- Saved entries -

════════════════════

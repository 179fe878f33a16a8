//! World State Hashing
//!
//! Deterministic SHA-256 digests of a world snapshot, used to:
//! - Detect transpositions while searching
//! - Compare two branches for equality cheaply
//! - Checkpoint replay transcripts

use sha2::{Sha256, Digest};

use super::hex::Coord;

/// Hash output type (256 bits / 32 bytes)
pub type StateHash = [u8; 32];

/// Domain separator for world snapshots.
pub const WORLD_DOMAIN: &[u8] = b"BROADSIDE_WORLD_V1";

/// Domain separator for per-turn order sets.
pub const ORDERS_DOMAIN: &[u8] = b"BROADSIDE_ORDERS_V1";

/// Deterministic hasher for world state.
///
/// Order of updates is critical for determinism.
pub struct StateHasher {
    hasher: Sha256,
}

impl StateHasher {
    /// Create a new hasher with domain separator.
    pub fn new(domain: &[u8]) -> Self {
        let mut hasher = Sha256::new();
        hasher.update(domain);
        Self { hasher }
    }

    /// Create hasher for a world snapshot.
    pub fn for_world() -> Self {
        Self::new(WORLD_DOMAIN)
    }

    /// Create hasher for a set of orders.
    pub fn for_orders() -> Self {
        Self::new(ORDERS_DOMAIN)
    }

    /// Update with raw bytes.
    #[inline]
    pub fn update_bytes(&mut self, bytes: &[u8]) {
        self.hasher.update(bytes);
    }

    /// Update with a u8 value.
    #[inline]
    pub fn update_u8(&mut self, value: u8) {
        self.hasher.update([value]);
    }

    /// Update with a u32 value (little-endian).
    #[inline]
    pub fn update_u32(&mut self, value: u32) {
        self.hasher.update(value.to_le_bytes());
    }

    /// Update with an i32 value (little-endian).
    #[inline]
    pub fn update_i32(&mut self, value: i32) {
        self.hasher.update(value.to_le_bytes());
    }

    /// Update with a length prefix.
    #[inline]
    pub fn update_len(&mut self, len: usize) {
        self.update_u32(len as u32);
    }

    /// Update with a grid coordinate.
    #[inline]
    pub fn update_coord(&mut self, coord: Coord) {
        self.update_i32(coord.x);
        self.update_i32(coord.y);
    }

    /// Update with an optional coordinate (presence byte first).
    #[inline]
    pub fn update_opt_coord(&mut self, coord: Option<Coord>) {
        match coord {
            Some(c) => {
                self.update_u8(1);
                self.update_coord(c);
            }
            None => self.update_u8(0),
        }
    }

    /// Update with a boolean.
    #[inline]
    pub fn update_bool(&mut self, value: bool) {
        self.update_u8(value as u8);
    }

    /// Finalize and return the hash.
    pub fn finalize(self) -> StateHash {
        self.hasher.finalize().into()
    }
}

/// Compute a simple hash of arbitrary data.
pub fn hash_bytes(data: &[u8]) -> StateHash {
    let mut hasher = Sha256::new();
    hasher.update(data);
    hasher.finalize().into()
}

/// Compute hash with domain separator.
pub fn hash_with_domain(domain: &[u8], data: &[u8]) -> StateHash {
    let mut hasher = Sha256::new();
    hasher.update(domain);
    hasher.update(data);
    hasher.finalize().into()
}

/// Compute the hash of a world snapshot.
///
/// This function is called by `World::state_hash()`. The turn counter is
/// always hashed first; the closure adds the entity data.
pub fn compute_state_hash<F>(turn: u32, add_state: F) -> StateHash
where
    F: FnOnce(&mut StateHasher),
{
    let mut hasher = StateHasher::for_world();
    hasher.update_u32(turn);
    add_state(&mut hasher);
    hasher.finalize()
}

/// Short hex prefix of a hash, for log lines.
pub fn short_hex(hash: &StateHash) -> String {
    hex::encode(&hash[..8])
}

// =============================================================================
// TESTS
// =============================================================================

#[cfg(test)]
mod tests {
    use super::*;

    #[test]
    fn test_state_hasher_determinism() {
        let make_hash = || {
            let mut hasher = StateHasher::for_world();
            hasher.update_u32(100);
            hasher.update_coord(Coord::new(5, 7));
            hasher.update_opt_coord(None);
            hasher.update_bool(true);
            hasher.finalize()
        };

        assert_eq!(make_hash(), make_hash());
    }

    #[test]
    fn test_hash_order_matters() {
        let hash1 = {
            let mut h = StateHasher::new(b"test");
            h.update_coord(Coord::new(1, 2));
            h.finalize()
        };

        let hash2 = {
            let mut h = StateHasher::new(b"test");
            h.update_coord(Coord::new(2, 1));
            h.finalize()
        };

        assert_ne!(hash1, hash2);
    }

    #[test]
    fn test_optional_coord_is_unambiguous() {
        let none = {
            let mut h = StateHasher::new(b"test");
            h.update_opt_coord(None);
            h.update_u8(1);
            h.finalize()
        };
        let some = {
            let mut h = StateHasher::new(b"test");
            h.update_opt_coord(Some(Coord::new(0, 0)));
            h.finalize()
        };
        assert_ne!(none, some);
    }

    #[test]
    fn test_domain_separation() {
        let data = [1u8, 2, 3, 4];

        let hash1 = hash_with_domain(WORLD_DOMAIN, &data);
        let hash2 = hash_with_domain(ORDERS_DOMAIN, &data);

        assert_ne!(hash1, hash2);
        assert_ne!(hash1, hash_bytes(&data));
    }

    #[test]
    fn test_compute_state_hash() {
        let hash = compute_state_hash(10, |hasher| {
            hasher.update_coord(Coord::new(3, 3));
        });
        let hash2 = compute_state_hash(10, |hasher| {
            hasher.update_coord(Coord::new(3, 3));
        });
        assert_eq!(hash, hash2);

        let hash3 = compute_state_hash(11, |hasher| {
            hasher.update_coord(Coord::new(3, 3));
        });
        assert_ne!(hash, hash3);
        assert_eq!(short_hex(&hash).len(), 16);
    }
}
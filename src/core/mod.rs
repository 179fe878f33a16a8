//! Core deterministic primitives.
//!
//! Hex geometry, rule constants, hashing and seeded randomness. Everything in
//! this module is integer-only and platform-independent.

pub mod hex;
pub mod rules;
pub mod rng;
pub mod hash;

// Re-export core types
pub use hex::{Coord, distance, inside_map, MAP_WIDTH, MAP_HEIGHT};
pub use rules::RulesConfig;
pub use rng::DeterministicRng;
pub use hash::{compute_state_hash, StateHash};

════════════════════

- What the task asks -
Look over the entries above. Copy every line that contains the word "coordinate".

- Answer section -
    /// Update with a grid coordinate.
    /// Update with an optional coordinate (presence byte first).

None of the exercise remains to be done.